Optional: finish documenting your dataset and make it public

By default, your dataset will be published privately and only be visible and usable to you. You don't have to make your dataset public, but you can if you like. If you do make your dataset publicly available or you plan to share it later you should document your dataset to make it easier for people to use. To do that, you can go to the URL for your dataset and follow the steps in the Quality Checklist using the graphical interface:

In order to make your dataset public, you will need to go to the page for your dataset and then go to the settings tab. (The url will look like this: https://www.kaggle.com/<user name>/<dataset name>/settings.) Select "Sharing" from the menu on the left hand side, then click on "Make Public" in the "Privacy" field.

Making your dataset public does not change the license of your dataset, it will just make it publically viewable and findable on Kaggle.
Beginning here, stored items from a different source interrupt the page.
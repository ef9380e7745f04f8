//! Composing a project's effective fetch URL from the manifest's base URL
//! and the project's remote-relative path.

/// Join a base URL with a (possibly relative) path.
///
/// If `path` is absolute (starts with `/`) or scheme-qualified (contains
/// `:`), it is returned unchanged. Otherwise leading `./` and `../`
/// segments of `path` are consumed against `base`, popping a path
/// component per `../` the way `dirname` would, and the result is
/// concatenated onto whatever scheme prefix (`scheme://`) `base` carries.
pub fn url_join(base: Option<&str>, path: &str) -> String {
    let Some(base) = base else {
        return path.to_string();
    };
    if path.starts_with('/') || path.contains(':') {
        return path.to_string();
    }

    let (scheme, mut rest) = match base.find("://") {
        Some(idx) => (&base[..idx + 3], &base[idx + 3..]),
        None => ("", base),
    };

    let mut path = path;
    loop {
        if let Some(stripped) = path.strip_prefix("./") {
            path = stripped;
            continue;
        }
        if path == "." {
            path = "";
            break;
        }
        if let Some(stripped) = path.strip_prefix("../") {
            rest = dirname(rest);
            path = stripped;
            continue;
        }
        if path == ".." {
            rest = dirname(rest);
            path = "";
            break;
        }
        break;
    }

    let base_part = if rest == "." { "" } else { rest };
    let needs_slash = !base_part.is_empty() && !base_part.ends_with('/') && !path.is_empty();

    let mut joined = String::with_capacity(scheme.len() + base_part.len() + 1 + path.len());
    joined.push_str(scheme);
    joined.push_str(base_part);
    if needs_slash {
        joined.push('/');
    }
    joined.push_str(path);
    joined
}

/// `dirname`-style pop of the last path component, mirroring POSIX
/// `dirname`: a path with no `/` becomes `.`, a trailing `/` is ignored
/// before popping, and `/` stays `/`.
fn dirname(path: &str) -> &str {
    let trimmed = path.trim_end_matches('/');
    if trimmed.is_empty() {
        return if path.starts_with('/') { "/" } else { "." };
    }
    match trimmed.rfind('/') {
        Some(0) => "/",
        Some(idx) => &trimmed[..idx],
        None => ".",
    }
}

#[cfg(test)]
mod tests {
    use super::*;

    #[test]
    fn absolute_path_passes_through() {
        assert_eq!(url_join(Some("http://h/a/b"), "/etc/foo"), "/etc/foo");
    }

    #[test]
    fn scheme_qualified_path_passes_through() {
        assert_eq!(
            url_join(Some("http://h/a/b"), "git://other/repo"),
            "git://other/repo"
        );
    }

    #[test]
    fn no_base_returns_path() {
        assert_eq!(url_join(None, "some/thing"), "some/thing");
    }

    #[test]
    fn parent_segment_pops_a_component() {
        assert_eq!(url_join(Some("http://h/a/b"), "../c"), "http://h/a/c");
    }

    #[test]
    fn dot_segment_appends_in_place() {
        assert_eq!(url_join(Some("http://h/a/b"), "./c"), "http://h/a/b/c");
    }

    #[test]
    fn double_parent_pops_twice() {
        assert_eq!(url_join(Some("http://h/a/b/c"), "../../d"), "http://h/a/d");
    }

    #[test]
    fn bare_trailing_dot() {
        assert_eq!(url_join(Some("http://h/a/b"), "."), "http://h/a/b");
    }

    #[test]
    fn bare_trailing_dotdot() {
        assert_eq!(url_join(Some("http://h/a/b"), ".."), "http://h/a");
    }

    #[test]
    fn plain_relative_path_is_appended() {
        assert_eq!(url_join(Some("http://h/a/b"), "sub/repo"), "http://h/a/b/sub/repo");
    }

    #[test]
    fn filesystem_style_base_without_scheme() {
        assert_eq!(url_join(Some("/srv/repos/base"), "../other"), "/srv/repos/other");
    }

    #[test]
    fn base_reduced_to_dot_has_no_separator() {
        assert_eq!(url_join(Some("single"), ".."), "");
    }
}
Once you've added a dataset to Kaggle, you can use the API to update it. You can update datasets to:

In this case, we're going to add a .csv file that has helpful information about the columns in our other data file. Make sure you're in the folder where the rest of your data is saved, and then run the following command in the console to download this file.

curl https://raw.githubusercontent.com/rctatman/codelab_data/master/file_info.csv -O

Now that you have an additional file, you can update your dataset by running the following line of code. Note that the message you include will be visible to anyone you add to your dataset as a collaborator or to everyone if you make your dataset public, so try to make it helpful.

Mac/Linux:

kaggle datasets version -p ~/Documents/barley_data/ -m "added info file with additional metadata"

Windows:

kaggle datasets version -p C:\Users\<user name>\Documents\barley_data\ -m "added info file with additional metadata"
 

And that's all there is to it! If you have a dataset that you would like to update regularly, you can set up a cron job to update it at whatever intervals make sense given your dataset and how frequently it updates.